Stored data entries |
▬▬▬▬▬▬

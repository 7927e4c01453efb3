// SPDX-License-Identifier: MPL-2.0
//! Crop dialog: preview viewport plus zoom, rotation and action rows.

use super::session::{Message, Session};
use crate::domain::editing::newtypes::{rotation_bounds, scale_bounds};
use crate::i18n::fluent::I18n;
use crate::ui::design_tokens::{palette, sizing, spacing, typography};
use crate::ui::styles;
use iced::widget::{button, container, image, mouse_area, slider, text, Column, Image, Row};
use iced::{alignment, Element, Length};

pub struct ViewContext<'a> {
    pub i18n: &'a I18n,
}

pub fn view<'a>(session: &'a Session, ctx: &ViewContext<'a>) -> Element<'a, Message> {
    let title = text(ctx.i18n.tr("cropper-title")).size(typography::TITLE_SM);
    let hint = text(ctx.i18n.tr("cropper-drag-hint"))
        .size(typography::CAPTION)
        .color(palette::GRAY_400);

    let content = Column::new()
        .spacing(spacing::SM)
        .push(title)
        .push(viewport(session, ctx))
        .push(hint)
        .push(zoom_row(session, ctx))
        .push(rotation_row(session, ctx))
        .push(action_row(session, ctx));

    container(content)
        .width(Length::Fixed(sizing::CROP_DIALOG_WIDTH))
        .padding(spacing::MD)
        .style(styles::container::panel)
        .into()
}

fn viewport<'a>(session: &'a Session, ctx: &ViewContext<'a>) -> Element<'a, Message> {
    let (width, height) = session.settings().geometry.viewport_size();
    let (width, height) = (Length::Fixed(width as f32), Length::Fixed(height as f32));

    let inner: Element<'a, Message> = if let Some(preview) = session.preview() {
        Image::<image::Handle>::new(preview.handle.clone())
            .width(width)
            .height(height)
            .into()
    } else {
        let key = if session.load_error().is_some() {
            "cropper-load-failed"
        } else {
            "cropper-loading"
        };
        text(ctx.i18n.tr(key))
            .size(typography::BODY_SM)
            .color(palette::GRAY_400)
            .into()
    };

    let frame = container(inner)
        .width(width)
        .height(height)
        .align_x(alignment::Horizontal::Center)
        .align_y(alignment::Vertical::Center)
        .clip(true)
        .style(styles::container::media_frame);

    let centered = container(
        mouse_area(frame)
            .on_move(Message::PointerMoved)
            .on_press(Message::PointerPressed)
            .on_release(Message::PointerReleased)
            .on_exit(Message::PointerLeft),
    )
    .width(Length::Fill)
    .align_x(alignment::Horizontal::Center);

    centered.into()
}

fn step_button<'a>(label: &'static str, message: Message, enabled: bool) -> Element<'a, Message> {
    let btn = button(text(label).size(typography::BODY))
        .padding([spacing::XXS, spacing::XS])
        .style(styles::button::secondary);
    if enabled {
        btn.on_press(message).into()
    } else {
        btn.into()
    }
}

fn zoom_row<'a>(session: &'a Session, ctx: &ViewContext<'a>) -> Element<'a, Message> {
    let scale = session.transform().scale();
    let live = session.is_interactive();

    let control: Element<'a, Message> = if live {
        slider(
            scale_bounds::MIN..=scale_bounds::MAX,
            scale.value(),
            Message::ScaleChanged,
        )
        .step(scale_bounds::STEP)
        .into()
    } else {
        text("").into()
    };

    Row::new()
        .spacing(spacing::XS)
        .align_y(alignment::Vertical::Center)
        .push(
            text(ctx.i18n.tr("cropper-zoom-label"))
                .size(typography::BODY_SM)
                .width(Length::Fixed(sizing::MEDIA_TILE * 0.6)),
        )
        .push(step_button("−", Message::ZoomOut, live && !scale.is_min()))
        .push(container(control).width(Length::Fill))
        .push(step_button("+", Message::ZoomIn, live && !scale.is_max()))
        .push(text(format!("{:.1}×", scale.value())).size(typography::CAPTION))
        .into()
}

fn rotation_row<'a>(session: &'a Session, ctx: &ViewContext<'a>) -> Element<'a, Message> {
    let rotation = session.transform().rotation();
    let live = session.is_interactive();

    let control: Element<'a, Message> = if live {
        slider(
            rotation_bounds::MIN..=rotation_bounds::MAX,
            rotation.value(),
            Message::RotationChanged,
        )
        .step(1.0)
        .into()
    } else {
        text("").into()
    };

    Row::new()
        .spacing(spacing::XS)
        .align_y(alignment::Vertical::Center)
        .push(
            text(ctx.i18n.tr("cropper-rotation-label"))
                .size(typography::BODY_SM)
                .width(Length::Fixed(sizing::MEDIA_TILE * 0.6)),
        )
        .push(step_button("⟲", Message::RotateCounterClockwise, live))
        .push(container(control).width(Length::Fill))
        .push(step_button("⟳", Message::RotateClockwise, live))
        .push(text(format!("{:.0}°", rotation.value())).size(typography::CAPTION))
        .into()
}

fn action_row<'a>(session: &'a Session, ctx: &ViewContext<'a>) -> Element<'a, Message> {
    let live = session.is_interactive();

    let reset = button(text(ctx.i18n.tr("cropper-reset")).size(typography::BODY_SM))
        .padding([spacing::XXS, spacing::SM])
        .style(styles::button::secondary);
    let reset = if live && !session.transform().is_identity() {
        reset.on_press(Message::Reset)
    } else {
        reset
    };

    let cancel = button(text(ctx.i18n.tr("cropper-cancel")).size(typography::BODY_SM))
        .padding([spacing::XXS, spacing::SM])
        .style(styles::button::secondary)
        .on_press(Message::Cancel);

    let apply_label = if session.is_applying() {
        "cropper-applying"
    } else {
        "cropper-apply"
    };
    let apply = button(text(ctx.i18n.tr(apply_label)).size(typography::BODY_SM))
        .padding([spacing::XXS, spacing::SM])
        .style(styles::button::primary);
    let apply = if live { apply.on_press(Message::Apply) } else { apply };

    Row::new()
        .spacing(spacing::XS)
        .push(reset)
        .push(
            container(Row::new().spacing(spacing::XS).push(cancel).push(apply))
                .width(Length::Fill)
                .align_x(alignment::Horizontal::Right),
        )
        .into()
}
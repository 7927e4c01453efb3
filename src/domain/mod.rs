// SPDX-License-Identifier: MPL-2.0
//! Domain layer - Core business logic without presentation or I/O dependencies.
//!
//! This module contains pure domain types, value objects, and business rules.
//! Beyond `std` it only relies on `serde` for persistence shapes, `uuid` for
//! identities and `chrono` for timestamps.
//!
//! # Modules
//!
//! - [`analytics`]: Storefront visits and weekly [`VisitStats`](analytics::VisitStats)
//! - [`catalog`]: Collections, invitations and the admin context
//! - [`editing`]: Crop values ([`CropScale`](editing::CropScale),
//!   [`RotationDegrees`](editing::RotationDegrees), [`CropTransform`](editing::CropTransform))
//! - [`ids`]: Identity newtypes
//! - [`media`]: Media references ([`MediaItem`](media::MediaItem),
//!   [`MediaSequence`](media::MediaSequence), [`RawImage`](media::RawImage))
//! - [`video`]: Playback events ([`PlaybackEvent`](video::PlaybackEvent))

pub mod analytics;
pub mod catalog;
pub mod editing;
pub mod ids;
pub mod media;
pub mod video;
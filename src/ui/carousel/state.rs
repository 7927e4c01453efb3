// SPDX-License-Identifier: MPL-2.0
//! Carousel index state machine and the playback flags of the visible item.
//!
//! `current_index` is `None` exactly when the carousel is empty and otherwise
//! always points inside the sequence: every mutation goes through
//! [`CarouselState::move_to`], which only accepts in-range targets.

use crate::domain::video::PlaybackEvent;

/// An index change, reported so the caller can stop the outgoing item.
#[derive(Debug, Clone, Copy, PartialEq, Eq)]
pub struct Transition {
    pub from: usize,
    pub to: usize,
}

#[derive(Debug, Clone, PartialEq, Eq)]
pub struct CarouselState {
    len: usize,
    current_index: Option<usize>,
    is_playing: bool,
    is_muted: bool,
}

impl CarouselState {
    /// Starts on the first item, paused and muted.
    #[must_use]
    pub fn new(len: usize) -> Self {
        Self {
            len,
            current_index: (len > 0).then_some(0),
            is_playing: false,
            is_muted: true,
        }
    }

    #[must_use]
    pub fn len(&self) -> usize {
        self.len
    }

    #[must_use]
    pub fn is_empty(&self) -> bool {
        self.len == 0
    }

    #[must_use]
    pub fn current_index(&self) -> Option<usize> {
        self.current_index
    }

    #[must_use]
    pub fn is_playing(&self) -> bool {
        self.is_playing
    }

    #[must_use]
    pub fn is_muted(&self) -> bool {
        self.is_muted
    }

    /// Dots, arrows and swipes only exist with more than one item.
    #[must_use]
    pub fn has_navigation(&self) -> bool {
        self.len > 1
    }

    pub fn next(&mut self) -> Option<Transition> {
        let current = self.current_index?;
        self.move_to((current + 1) % self.len)
    }

    pub fn previous(&mut self) -> Option<Transition> {
        let current = self.current_index?;
        self.move_to((current + self.len - 1) % self.len)
    }

    /// Jumps to `index`. Out-of-range targets are ignored. Selecting the
    /// current item still counts as a transition and pauses it.
    pub fn go_to(&mut self, index: usize) -> Option<Transition> {
        self.move_to(index)
    }

    fn move_to(&mut self, index: usize) -> Option<Transition> {
        let from = self.current_index?;
        if index >= self.len {
            return None;
        }
        self.current_index = Some(index);
        self.is_playing = false;
        Some(Transition { from, to: index })
    }

    /// Inverts `is_playing` when `current_is_video`; returns whether it did.
    pub fn toggle_play_pause(&mut self, current_is_video: bool) -> bool {
        if !current_is_video || self.current_index.is_none() {
            return false;
        }
        self.is_playing = !self.is_playing;
        true
    }

    /// Clears `is_playing` after the host stopped the video.
    pub fn stop_playback(&mut self) {
        self.is_playing = false;
    }

    pub fn toggle_mute(&mut self) {
        self.is_muted = !self.is_muted;
    }

    /// Applies a surface event for the item at `index`. Events about any other
    /// item are stale and ignored; returns whether the event was applied.
    pub fn observe(&mut self, index: usize, event: &PlaybackEvent) -> bool {
        if self.current_index != Some(index) {
            return false;
        }
        self.is_playing = event.is_playing();
        true
    }
}

#[cfg(test)]
mod tests {
    use super::*;
    use crate::domain::video::PlaybackFailure;

    #[test]
    fn empty_carousel_has_no_index_and_ignores_navigation() {
        let mut state = CarouselState::new(0);
        assert_eq!(state.current_index(), None);
        assert_eq!(state.next(), None);
        assert_eq!(state.previous(), None);
        assert_eq!(state.go_to(0), None);
        assert!(!state.has_navigation());
        assert!(!state.toggle_play_pause(true));
    }

    #[test]
    fn next_and_previous_wrap() {
        let mut state = CarouselState::new(3);
        assert_eq!(state.previous(), Some(Transition { from: 0, to: 2 }));
        assert_eq!(state.next(), Some(Transition { from: 2, to: 0 }));
        state.next();
        assert_eq!(state.current_index(), Some(1));
    }

    #[test]
    fn n_steps_return_to_start() {
        for len in 1..7 {
            let mut state = CarouselState::new(len);
            state.go_to(len / 2);
            let start = state.current_index();
            for _ in 0..len {
                state.next();
            }
            assert_eq!(state.current_index(), start);
            for _ in 0..len {
                state.previous();
            }
            assert_eq!(state.current_index(), start);
        }
    }

    #[test]
    fn go_to_out_of_range_is_ignored() {
        let mut state = CarouselState::new(2);
        assert_eq!(state.go_to(2), None);
        assert_eq!(state.current_index(), Some(0));
    }

    #[test]
    fn every_transition_pauses_and_keeps_mute() {
        let mut state = CarouselState::new(3);
        state.go_to(2);
        assert!(state.toggle_play_pause(true));
        state.toggle_mute();
        assert!(state.is_playing());

        state.go_to(2);
        assert!(!state.is_playing());
        assert!(!state.is_muted());

        state.toggle_play_pause(true);
        state.previous();
        assert!(!state.is_playing());
        assert!(!state.is_muted());
    }

    #[test]
    fn play_toggle_requires_video() {
        let mut state = CarouselState::new(2);
        assert!(!state.toggle_play_pause(false));
        assert!(!state.is_playing());
    }

    #[test]
    fn observer_corrects_flag_for_current_item_only() {
        let mut state = CarouselState::new(3);
        state.go_to(2);
        assert!(state.observe(2, &PlaybackEvent::Started));
        assert!(state.is_playing());

        assert!(!state.observe(0, &PlaybackEvent::Ended));
        assert!(state.is_playing());

        assert!(state.observe(2, &PlaybackEvent::Errored(PlaybackFailure::Unsupported)));
        assert!(!state.is_playing());
    }
}
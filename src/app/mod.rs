// SPDX-License-Identifier: MPL-2.0
//! Application root state and orchestration between the storefront and the
//! admin screens.
//!
//! The `App` struct wires together the components, localization and the port
//! adapters, and translates component events into side effects: image fetches,
//! video commands, uploads, catalog writes, visit logging and invitation
//! redemption. Every port call runs on the blocking pool through
//! [`services::blocking`]; video commands go to the worker started by
//! [`video_player::video_worker`].

pub mod config;
mod message;
pub mod paths;
mod screen;
pub mod services;
mod subscription;
mod update;
mod view;

pub use message::{Flags, ImageTarget, Message};
pub use screen::Screen;
pub use services::Services;

use crate::application::inquiry::InquiryTemplate;
use crate::domain::catalog::AdminContext;
use crate::error::Error;
use crate::i18n::fluent::I18n;
use crate::infrastructure::LocalAuth;
use crate::media::ImageCache;
use crate::ui::admin::{CollectionForm, Dashboard, Invitations, Signup};
use crate::ui::carousel::CarouselSettings;
use crate::ui::notifications;
use crate::ui::carousel::VideoCommand;
use crate::ui::storefront::{CarouselId, Storefront};
use crate::ui::theming::ThemeMode;
use crate::video_player::{self, VideoCommandSender};
use config::Config;
use iced::{window, Element, Subscription, Task, Theme};
use std::fmt;
use std::path::{Path, PathBuf};
use std::sync::Arc;

/// Root Iced application state.
pub struct App {
    pub i18n: I18n,
    config: Config,
    screen: Screen,
    theme_mode: ThemeMode,
    services: Services,
    /// Resolved once; admin screens are only built with it.
    admin: Option<AdminContext>,
    storefront: Storefront,
    dashboard: Dashboard,
    form: Option<CollectionForm>,
    invitations: Invitations,
    signup: Signup,
    image_cache: ImageCache,
    notifications: notifications::Manager,
    /// Set once the video worker is running.
    video_commands: Option<VideoCommandSender<CarouselId>>,
    /// Commands issued before the worker was ready, in order.
    pending_video: Vec<(CarouselId, VideoCommand)>,
    /// Groups this run's visits in the visit log.
    visit_session: String,
}

impl fmt::Debug for App {
    fn fmt(&self, f: &mut fmt::Formatter<'_>) -> fmt::Result {
        f.debug_struct("App")
            .field("screen", &self.screen)
            .field("admin", &self.admin.as_ref().map(AdminContext::email))
            .field("cards", &self.storefront.cards().len())
            .finish()
    }
}

pub const WINDOW_DEFAULT_HEIGHT: u32 = 800;
pub const WINDOW_DEFAULT_WIDTH: u32 = 1280;
pub const MIN_WINDOW_HEIGHT: u32 = 600;
pub const MIN_WINDOW_WIDTH: u32 = 400;

/// Data directory used when no platform directory can be resolved.
const FALLBACK_DATA_DIR: &str = "boutique-data";

/// Page path logged for storefront visits.
const HOME_PATH: &str = "/";

pub fn window_settings() -> window::Settings {
    window::Settings {
        size: iced::Size::new(WINDOW_DEFAULT_WIDTH as f32, WINDOW_DEFAULT_HEIGHT as f32),
        min_size: Some(iced::Size::new(
            MIN_WINDOW_WIDTH as f32,
            MIN_WINDOW_HEIGHT as f32,
        )),
        ..window::Settings::default()
    }
}

/// Entry point used by `main.rs` to launch the Iced application loop.
pub fn run(flags: Flags) -> iced::Result {
    use std::cell::RefCell;

    // iced 0.14 requires an `Fn` boot; flags are consumed on the first call.
    let boot_state = RefCell::new(Some(flags));
    let boot = move || {
        let flags = boot_state.borrow_mut().take().unwrap_or_default();
        App::new(flags)
    };

    iced::application(boot, App::update, App::view)
        .title(App::title)
        .theme(App::theme)
        .window(window_settings())
        .subscription(App::subscription)
        .run()
}

impl App {
    /// Loads config, resolves the admin context and starts the catalog load.
    fn new(flags: Flags) -> (Self, Task<Message>) {
        let (config, config_warning) = config::load();
        let i18n = I18n::new(flags.lang.clone(), &config);
        let mut notifications = notifications::Manager::new();
        if let Some(key) = config_warning {
            notifications.push(notifications::Notification::warning(&key));
        }

        let data_dir = paths::get_app_data_dir().unwrap_or_else(|| {
            log::warn!("no data directory available, using ./{FALLBACK_DATA_DIR}");
            PathBuf::from(FALLBACK_DATA_DIR)
        });
        log::info!("data directory: {}", data_dir.display());
        let services = Services::local(&data_dir);

        let admin = flags
            .admin
            .as_deref()
            .and_then(|email| match resolve_admin(&data_dir, &services, email) {
                Ok(context) => Some(context),
                Err(err) => {
                    notifications.push(notifications::Notification::from_error(&err));
                    None
                }
            });

        let storefront = Storefront::new(
            CarouselSettings::from_config(&config.storefront),
            config.storefront.placeholder_url(),
            config.storefront.lazy_visibility_threshold(),
        );
        let invitations = Invitations::new(config.invitations.signup_base_url());
        let image_cache = ImageCache::new(config.storefront.image_cache_entries());

        let app = App {
            i18n,
            theme_mode: config.general.theme_mode,
            config,
            screen: Screen::Storefront,
            services,
            admin,
            storefront,
            dashboard: Dashboard::default(),
            form: None,
            invitations,
            signup: Signup::default(),
            image_cache,
            notifications,
            video_commands: None,
            pending_video: Vec::new(),
            visit_session: uuid::Uuid::new_v4().to_string(),
        };
        let task = Task::batch([app.load_catalog(), app.record_visit(HOME_PATH.to_string())]);
        (app, task)
    }

    fn title(&self) -> String {
        let app_name = self.i18n.tr("window-title");
        let section = match self.screen {
            Screen::Storefront => return app_name,
            Screen::Dashboard => self.i18n.tr("admin-dashboard-title"),
            Screen::CollectionForm => {
                let key = match self.form.as_ref().and_then(CollectionForm::editing) {
                    Some(_) => "admin-edit-collection",
                    None => "admin-add-collection",
                };
                self.i18n.tr(key)
            }
            Screen::Invitations => self.i18n.tr("invitations-title"),
            Screen::Signup => self.i18n.tr("signup-title"),
        };
        format!("{section} - {app_name}")
    }

    fn theme(&self) -> Theme {
        self.theme_mode.to_iced()
    }

    fn subscription(&self) -> Subscription<Message> {
        let now = std::time::Instant::now();
        let fading = self.form.as_ref().is_some_and(|form| form.is_fading(now));
        Subscription::batch([
            subscription::create_tick_subscription(
                self.screen == Screen::Storefront && self.storefront.is_animating(now),
                fading,
                self.notifications.has_notifications(),
            ),
            subscription::create_window_size_subscription(),
            subscription::create_visits_refresh_subscription(
                self.screen == Screen::Dashboard && self.is_admin(),
            ),
            video_player::video_worker(Arc::clone(&self.services.video)).map(Message::Video),
        ])
    }

    fn view(&self) -> Element<'_, Message> {
        view::view(view::ViewContext {
            i18n: &self.i18n,
            screen: self.screen,
            admin: self.admin.as_ref(),
            currency_symbol: self.config.inquiry.currency_symbol(),
            storefront: &self.storefront,
            dashboard: &self.dashboard,
            form: self.form.as_ref(),
            invitations: &self.invitations,
            signup: &self.signup,
            notifications: &self.notifications,
        })
    }

    /// Whether the current admin context may use the admin screens.
    fn is_admin(&self) -> bool {
        self.admin.as_ref().is_some_and(AdminContext::is_admin)
    }
}

fn inquiry_template(config: &config::InquiryConfig) -> InquiryTemplate<'_> {
    InquiryTemplate {
        phone_number: config.phone_number(),
        product_noun: config.product_noun(),
        currency_symbol: config.currency_symbol(),
    }
}

/// Resolves `email`, creating the first admin account on an empty registry.
fn resolve_admin(
    data_dir: &Path,
    services: &Services,
    email: &str,
) -> Result<AdminContext, Error> {
    LocalAuth::in_dir(data_dir).bootstrap(email)?;
    Ok(services.auth.resolve_admin(email)?)
}
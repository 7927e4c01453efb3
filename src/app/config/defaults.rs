// SPDX-License-Identifier: MPL-2.0
//! Centralized default values for all configuration constants.
//!
//! This module serves as the single source of truth for default values
//! used across the application. Constants are organized by category.
//!
//! # Categories
//!
//! - **Carousel**: Swipe threshold and slide animation
//! - **Lazy loading**: Visibility threshold, fade-in and decode cache
//! - **Cropper**: Aspect ratio, reference viewport, scale bounds and encoding
//! - **Inquiry**: Messaging deep link defaults
//! - **Invitations**: Admin invitation lifetime

// ==========================================================================
// Carousel Defaults
// ==========================================================================

/// Horizontal swipe distance (logical px) that must be exceeded to navigate.
pub const DEFAULT_SWIPE_THRESHOLD_PX: f32 = 50.0;

/// Duration of the slide animation between carousel items.
pub const DEFAULT_SLIDE_DURATION_MS: u64 = 300;

/// Upper bound for the slide animation, so a misconfigured file cannot freeze the strip.
pub const MAX_SLIDE_DURATION_MS: u64 = 2_000;

// ==========================================================================
// Lazy Loading Defaults
// ==========================================================================

/// Fraction of an element's area that must be visible before its image loads.
pub const DEFAULT_LAZY_VISIBILITY_THRESHOLD: f32 = 0.1;

/// Duration of the fade-in once an image finished loading.
pub const DEFAULT_FADE_DURATION_MS: u64 = 300;

/// Number of decoded images kept in memory.
pub const DEFAULT_IMAGE_CACHE_ENTRIES: usize = 64;

/// Minimum decoded image cache size.
pub const MIN_IMAGE_CACHE_ENTRIES: usize = 4;

/// Placeholder reference shown when an image cannot be loaded.
pub const DEFAULT_PLACEHOLDER_URL: &str = "builtin:placeholder";

// ==========================================================================
// Cropper Defaults
// ==========================================================================

/// Default crop aspect ratio width component (3:4 portrait).
pub const DEFAULT_ASPECT_WIDTH: u32 = 3;

/// Default crop aspect ratio height component.
pub const DEFAULT_ASPECT_HEIGHT: u32 = 4;

/// Width of the crop preview viewport in logical pixels.
pub const DEFAULT_REFERENCE_WIDTH: u32 = 400;

/// JPEG quality used when encoding the cropped artifact.
pub const DEFAULT_JPEG_QUALITY: u8 = 90;

/// Minimum crop scale factor.
pub const MIN_CROP_SCALE: f32 = 0.1;

/// Maximum crop scale factor.
pub const MAX_CROP_SCALE: f32 = 3.0;

/// Scale change per stepper press.
pub const CROP_SCALE_STEP: f32 = 0.1;

/// Rotation change per stepper press, in degrees.
pub const CROP_ROTATION_STEP_DEGREES: f32 = 90.0;

// ==========================================================================
// Inquiry Defaults
// ==========================================================================

/// Messaging number receiving customer inquiries (international format, digits only).
pub const DEFAULT_INQUIRY_PHONE: &str = "919881207898";

/// Product noun used in the prefilled inquiry message.
pub const DEFAULT_PRODUCT_NOUN: &str = "ghagra choli";

/// Currency symbol prefixed to prices.
pub const DEFAULT_CURRENCY_SYMBOL: &str = "₹";

// ==========================================================================
// Invitation Defaults
// ==========================================================================

/// Number of days an admin invitation stays valid.
pub const DEFAULT_INVITATION_VALIDITY_DAYS: u32 = 7;

/// Base URL used when building invitation signup links.
pub const DEFAULT_SIGNUP_BASE_URL: &str = "https://boutique.local";

/// Maximum images attached to one collection.
pub const MAX_IMAGES_PER_COLLECTION: usize = 5;

// ==========================================================================
// Compile-time Validation
// ==========================================================================

const _: () = {
    assert!(DEFAULT_SWIPE_THRESHOLD_PX > 0.0);
    assert!(DEFAULT_SLIDE_DURATION_MS <= MAX_SLIDE_DURATION_MS);

    assert!(DEFAULT_LAZY_VISIBILITY_THRESHOLD > 0.0);
    assert!(DEFAULT_LAZY_VISIBILITY_THRESHOLD <= 1.0);
    assert!(DEFAULT_IMAGE_CACHE_ENTRIES >= MIN_IMAGE_CACHE_ENTRIES);

    assert!(DEFAULT_ASPECT_WIDTH > 0);
    assert!(DEFAULT_ASPECT_HEIGHT > 0);
    assert!(DEFAULT_REFERENCE_WIDTH > 0);
    assert!(DEFAULT_JPEG_QUALITY > 0 && DEFAULT_JPEG_QUALITY <= 100);

    assert!(MIN_CROP_SCALE > 0.0);
    assert!(MAX_CROP_SCALE > MIN_CROP_SCALE);
    assert!(CROP_SCALE_STEP > 0.0);

    assert!(DEFAULT_INVITATION_VALIDITY_DAYS > 0);
    assert!(MAX_IMAGES_PER_COLLECTION > 0);
};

▬▬▬▬▬▬

Task directions |
Each line above that carries the string "styles" has to be returned.

Answer section |
use crate::ui::styles;
        .style(styles::container::panel)
        .style(styles::container::media_frame);
        .style(styles::button::secondary);
        .style(styles::button::secondary);
        .style(styles::button::secondary)
        .style(styles::button::primary);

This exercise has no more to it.